* Task brief *
The required output is the line that contains "for &idx in" and every line after it, each written out exactly, up to the end of the entries.
** Data listing follows **
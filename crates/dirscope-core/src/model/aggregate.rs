/// Bottom-up total-size aggregation.
///
/// The tree is layered into breadth-first generations and processed from the
/// deepest generation up. Every child lives in a strictly deeper generation
/// than its parent, so by the time a node is visited all of its children
/// already hold final totals. O(n) time, no recursion, no stack growth with
/// directory depth.
use super::node::NodeIndex;
use super::path_tree::PathTree;
use std::collections::HashSet;

impl PathTree {
    /// Compute `total_size` for every node.
    ///
    /// Safe to call repeatedly; totals are recomputed from isolated sizes
    /// each time, never accumulated on top of a previous pass.
    pub fn aggregate_sizes(&mut self) {
        let ends: HashSet<NodeIndex> = self.leaves().collect();
        let generations = self.generations();

        for generation in generations.iter().rev() {
            for &idx in generation {
                let total = if ends.contains(&idx) {
                    self.node(idx).isolated_size
                } else {
                    self.children(idx)
                        .iter()
                        .fold(self.node(idx).isolated_size, |acc, &child| {
                            acc.saturating_add(self.node(child).total_size)
                        })
                };
                self.node_mut(idx).total_size = total;
            }
        }
    }

    /// Check the aggregation invariant at every node.
    ///
    /// Returns the first node whose total disagrees with its isolated size
    /// plus the totals of its children.
    pub fn find_aggregation_violation(&self) -> Option<NodeIndex> {
        self.nodes().iter().enumerate().find_map(|(i, node)| {
            let expected = node.children.iter().fold(node.isolated_size, |acc, &child| {
                acc.saturating_add(self.node(child).total_size)
            });
            (node.total_size != expected).then(|| NodeIndex::new(i))
        })
    }
}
** End of Data listing **
* Reply to the task *
            for &idx in generation {
                let total = if ends.contains(&idx) {
                    self.node(idx).isolated_size
                } else {
                    self.children(idx)
                        .iter()
                        .fold(self.node(idx).isolated_size, |acc, &child| {
                            acc.saturating_add(self.node(child).total_size)
                        })
                };
                self.node_mut(idx).total_size = total;
            }
        }
    }

    /// Check the aggregation invariant at every node.
    ///
    /// Returns the first node whose total disagrees with its isolated size
    /// plus the totals of its children.
    pub fn find_aggregation_violation(&self) -> Option<NodeIndex> {
        self.nodes().iter().enumerate().find_map(|(i, node)| {
            let expected = node.children.iter().fold(node.isolated_size, |acc, &child| {
                acc.saturating_add(self.node(child).total_size)
            });
            (node.total_size != expected).then(|| NodeIndex::new(i))
        })
    }
}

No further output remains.